我正在使用sqlalchemy写入一个mysql数据库,我在其中索引一些文件并存储它们的内容。我需要编写文件,然后将具有外键的索引条目写入files
表。但是,sqlalchemy似乎不按顺序发出INSERT
语句。
这是一个最小的功能性示例,说明使用模拟随机数据的问题(减去配置文件,其中包含服务器特定信息):
索引/ ORM.py:
#!/bin/env python2.7
from __future__ import print_function
import os
from sqlalchemy import Column, ForeignKey, Integer, String
from sqlalchemy.dialects.mysql import LONGBLOB, INTEGER
from sqlalchemy.ext.declarative import declarative_base
from sqlalchemy.orm import relationship, sessionmaker
from sqlalchemy import create_engine
from Index import load_cfg
class Base(object):
"""
Basic MySQL table settings
"""
__table_args__ = {
'mysql_engine': 'InnoDB',
'mysql_collate': 'latin1_general_cs'
}
Base = declarative_base(cls=Base)
class CoverageIndex(Base):
"""
Class for coverage_index table objects
"""
__tablename__ = 'coverage_index'
filename = Column(String(45), primary_key=True)
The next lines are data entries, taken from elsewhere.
//! Runway reference model
//!
//!  A runway threshold plus approach course and glidepath, and the
//!  projection of geodetic positions into the runway-local frame.

use crate::config::{ConfigError, RunwayConfig};
use crate::geo;

/// Ground distance below which an aircraft counts as sitting on the threshold
pub const DEGENERATE_DISTANCE_M: f64 = 0.5;

pub const DEFAULT_GLIDEPATH_DEG: f64 = 3.0;
pub const DEFAULT_MAX_RANGE_NM: f64 = 10.0;
/// Upper bound on the display range; range rings are drawn once per mile
pub const LIMIT_MAX_RANGE_NM: f64 = 50.0;

/// Immutable geometry of the selected runway
#[derive(Debug, Clone, PartialEq)]
pub struct RunwayGeometry {
    /// Runway designator as configured (e.g. "09L")
    pub name: String,
    /// Threshold latitude in degrees
    pub lat: f64,
    /// Threshold longitude in degrees
    pub lon: f64,
    /// Threshold elevation in feet
    pub elevation_ft: f64,
    /// Bearing from the threshold out along the extended centerline, [0, 360)
    pub heading_deg: f64,
    /// Nominal glidepath angle in degrees
    pub glidepath_deg: f64,
    /// Azimuth course offset relative to the heading
    pub course_offset_deg: f64,
    /// Maximum display range in metres
    pub max_range_m: f64,
}

/// Position of an aircraft in the runway-local frame
#[derive(Debug, Clone, Copy, PartialEq)]
pub struct LocalFrame {
    /// Along-track distance, negative past the threshold
    pub range_m: f64,
    /// Lateral offset, positive clockwise of the approach course
    pub cross_track_m: f64,
    /// Height above threshold elevation
    pub height_m: f64,
    /// Great-circle ground distance to the threshold
    pub distance_m: f64,
}

impl LocalFrame {
    pub fn is_behind(&self) -> bool {
        self.range_m < 0.0
    }

    pub fn is_degenerate(&self) -> bool {
        self.distance_m < DEGENERATE_DISTANCE_M
    }
}

impl RunwayGeometry {
    pub fn new(
        name: impl Into<String>,
        lat: f64,
        lon: f64,
        elevation_ft: f64,
        heading_deg: f64,
        glidepath_deg: f64,
    ) -> Result<Self, ConfigError> {
        let name = name.into();
        let invalid = |reason: &str| ConfigError::InvalidRunway {
            runway: name.clone(),
            reason: reason.to_string(),
        };

        if !lat.is_finite() || !(-90.0..=90.0).contains(&lat) {
            return Err(invalid("threshold latitude must be within [-90, 90]"));
        }
        if !lon.is_finite() {
            return Err(invalid("threshold longitude is not a number"));
        }
        if !elevation_ft.is_finite() {
            return Err(invalid("threshold elevation is not a number"));
        }
        if !heading_deg.is_finite() {
            return Err(invalid("heading is not a number"));
        }
        if !glidepath_deg.is_finite() || glidepath_deg <= 0.0 || glidepath_deg >= 90.0 {
            return Err(invalid("glidepath angle must be within (0, 90)"));
        }

        Ok(Self {
            name,
            lat,
            lon,
            elevation_ft,
            heading_deg: geo::normalize_heading(heading_deg),
            glidepath_deg,
            course_offset_deg: 0.0,
            max_range_m: geo::nm_to_m(DEFAULT_MAX_RANGE_NM),
        })
    }

    /// Build the geometry for a configured runway entry
    pub fn from_config(name: &str, rwy: &RunwayConfig) -> Result<Self, ConfigError> {
        let geometry = Self::new(
            name,
            rwy.lat,
            rwy.lon,
            rwy.elev_ft,
            rwy.heading_deg,
            rwy.glideslope_deg,
        )?;
        geometry
            .with_max_range_nm(rwy.max_range_nm)?
            .with_course_offset(rwy.course_offset_deg)
    }

    pub fn with_max_range_nm(mut self, max_range_nm: f64) -> Result<Self, ConfigError> {
        if !max_range_nm.is_finite() || max_range_nm <= 0.0 {
            return Err(ConfigError::InvalidRunway {
                runway: self.name,
                reason: "max range must be positive".to_string(),
            });
        }
        if max_range_nm > LIMIT_MAX_RANGE_NM {
            return Err(ConfigError::InvalidRunway {
                runway: self.name,
                reason: format!("max range above {} NM", LIMIT_MAX_RANGE_NM),
            });
        }
        self.max_range_m = geo::nm_to_m(max_range_nm);
        Ok(self)
    }

    pub fn with_course_offset(mut self, offset_deg: f64) -> Result<Self, ConfigError> {
        if !offset_deg.is_finite() {
            return Err(ConfigError::InvalidRunway {
                runway: self.name,
                reason: "course offset is not a number".to_string(),
            });
        }
        self.course_offset_deg = geo::wrap_bearing_difference(offset_deg);
        Ok(self)
    }

    /// Effective approach course, heading plus course offset
    pub fn course_deg(&self) -> f64 {
        geo::normalize_heading(self.heading_deg + self.course_offset_deg)
    }

    pub fn max_range_nm(&self) -> f64 {
        geo::m_to_nm(self.max_range_m)
    }

    /// Height of the nominal glidepath above the threshold at `range_m`
    pub fn glidepath_height_m(&self, range_m: f64) -> f64 {
        range_m * self.glidepath_deg.to_radians().tan()
    }

    /// Project a geodetic position into the runway-local frame.
    ///
    /// Returns `None` only when an input is not a finite number. A position
    /// on the threshold itself yields zero range and zero cross-track.
    pub fn to_local_frame(&self, lat: f64, lon: f64, altitude_ft: f64) -> Option<LocalFrame> {
        if !lat.is_finite() || !lon.is_finite() || !altitude_ft.is_finite() {
            return None;
        }

        let height_m = geo::ft_to_m(altitude_ft - self.elevation_ft);
        let (distance_m, bearing_deg) = geo::distance_bearing(self.lat, self.lon, lat, lon);

        if distance_m < DEGENERATE_DISTANCE_M {
            return Some(LocalFrame {
                range_m: 0.0,
                cross_track_m: 0.0,
                height_m,
                distance_m,
            });
        }

        let delta = geo::wrap_bearing_difference(bearing_deg - self.course_deg()).to_radians();
        Some(LocalFrame {
            range_m: distance_m * delta.cos(),
            cross_track_m: distance_m * delta.sin(),
            height_m,
            distance_m,
        })
    }
}

#[cfg(test)]
mod tests {
    use super::*;

    fn runway(heading: f64) -> RunwayGeometry {
        RunwayGeometry::new("TEST", 49.0128, 2.55, 400.0, heading, 3.0).unwrap()
    }

    #[test]
    fn test_heading_normalized() {
        assert_eq!(runway(-20.0).heading_deg, 340.0);
        assert_eq!(runway(360.0).heading_deg, 0.0);
    }

    #[test]
    fn test_rejects_bad_glidepath() {
        assert!(RunwayGeometry::new("X", 0.0, 0.0, 0.0, 90.0, 0.0).is_err());
        assert!(RunwayGeometry::new("X", 0.0, 0.0, 0.0, 90.0, -3.0).is_err());
        assert!(RunwayGeometry::new("X", 0.0, 0.0, 0.0, 90.0, f64::NAN).is_err());
        assert!(RunwayGeometry::new("X", 95.0, 0.0, 0.0, 90.0, 3.0).is_err());
    }

    #[test]
    fn test_rejects_bad_max_range() {
        assert!(runway(0.0).with_max_range_nm(0.0).is_err());
        assert!(runway(0.0).with_max_range_nm(-1.0).is_err());
        assert!(runway(0.0).with_max_range_nm(1e9).is_err());
        assert!(runway(0.0).with_max_range_nm(f64::INFINITY).is_err());
        let edge = runway(0.0).with_max_range_nm(LIMIT_MAX_RANGE_NM).unwrap();
        assert!((edge.max_range_nm() - LIMIT_MAX_RANGE_NM).abs() < 1e-9);
    }

    #[test]
    fn test_centerline_has_zero_cross_track() {
        for heading in [0.0, 90.0, 160.0, 359.5] {
            let rwy = runway(heading);
            for nm in [0.5, 2.0, 5.0, 9.5] {
                let (lat, lon) = geo::destination(rwy.lat, rwy.lon, heading, geo::nm_to_m(nm));
                let frame = rwy.to_local_frame(lat, lon, 400.0).unwrap();
                assert!(frame.cross_track_m.abs() < 0.01, "heading {heading} range {nm}");
                assert!((frame.range_m - geo::nm_to_m(nm)).abs() < 0.01);
                assert!(frame.height_m.abs() < 1e-9);
            }
        }
    }

    #[test]
    fn test_cross_track_grows_with_offset() {
        let rwy = runway(0.0);
        let (clat, clon) = geo::destination(rwy.lat, rwy.lon, 0.0, 5_000.0);

        let mut last = 0.0;
        for offset in [50.0, 100.0, 200.0, 400.0] {
            // east of a northbound course is clockwise
            let (lat, lon) = geo::destination(clat, clon, 90.0, offset);
            let frame = rwy.to_local_frame(lat, lon, 400.0).unwrap();
            assert!(frame.cross_track_m > last);
            last = frame.cross_track_m;

            let (lat, lon) = geo::destination(clat, clon, 270.0, offset);
            let frame = rwy.to_local_frame(lat, lon, 400.0).unwrap();
            assert!(frame.cross_track_m < 0.0);
        }
    }

    #[test]
    fn test_no_sign_flip_near_north() {
        let rwy = runway(359.0);
        let (lat, lon) = geo::destination(rwy.lat, rwy.lon, 1.0, 5_000.0);
        let frame = rwy.to_local_frame(lat, lon, 400.0).unwrap();
        assert!(frame.range_m > 4_990.0);
        assert!(frame.cross_track_m > 0.0);
    }

    #[test]
    fn test_behind_threshold() {
        let rwy = runway(160.0);
        let (lat, lon) = geo::destination(rwy.lat, rwy.lon, 340.0, 1_000.0);
        let frame = rwy.to_local_frame(lat, lon, 400.0).unwrap();
        assert!(frame.is_behind());
        assert!((frame.range_m + 1_000.0).abs() < 0.01);
    }

    #[test]
    fn test_threshold_itself_is_not_singular() {
        let rwy = runway(160.0);
        let frame = rwy.to_local_frame(rwy.lat, rwy.lon, 450.0).unwrap();
        assert_eq!(frame.range_m, 0.0);
        assert_eq!(frame.cross_track_m, 0.0);
        assert!(frame.is_degenerate());
        assert!((frame.height_m - geo::ft_to_m(50.0)).abs() < 1e-9);
    }

    #[test]
    fn test_course_offset_rotates_frame() {
        let rwy = runway(90.0).with_course_offset(10.0).unwrap();
        assert_eq!(rwy.course_deg(), 100.0);
        let (lat, lon) = geo::destination(rwy.lat, rwy.lon, 100.0, 3_000.0);
        let frame = rwy.to_local_frame(lat, lon, 400.0).unwrap();
        assert!(frame.cross_track_m.abs() < 0.01);
    }

    #[test]
    fn test_implausible_inputs() {
        let rwy = runway(0.0);
        assert!(rwy.to_local_frame(f64::NAN, 0.0, 0.0).is_none());
        assert!(rwy.to_local_frame(0.0, 0.0, f64::INFINITY).is_none());
        let frame = rwy.to_local_frame(-49.0128, -177.45, 400.0).unwrap();
        assert!(frame.range_m.is_finite() && frame.cross_track_m.is_finite());
    }
}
#filename = Column(String(45), ForeignKey("files.filename"), primary_key=True)
sequence_id = Column(String(45), primary_key=True, index=True)
def __init__(self, filename, sequence_id):
self.filename = filename
self.sequence_id = sequence_id
class FileRow(Base):
"""
Class for files stored in db
"""
__tablename__ = 'files'
filename = Column(String(45), primary_key=True)
contents = Column(LONGBLOB)
def __init__(self, filename, contents):
self.filename = filename
self.contents = contents
cfg = load_cfg()
db_string = 'mysql://%(user)s:%(passwd)s@%(host)s/%(db)s' % cfg['db_config']
engine = create_engine(db_string, echo=True)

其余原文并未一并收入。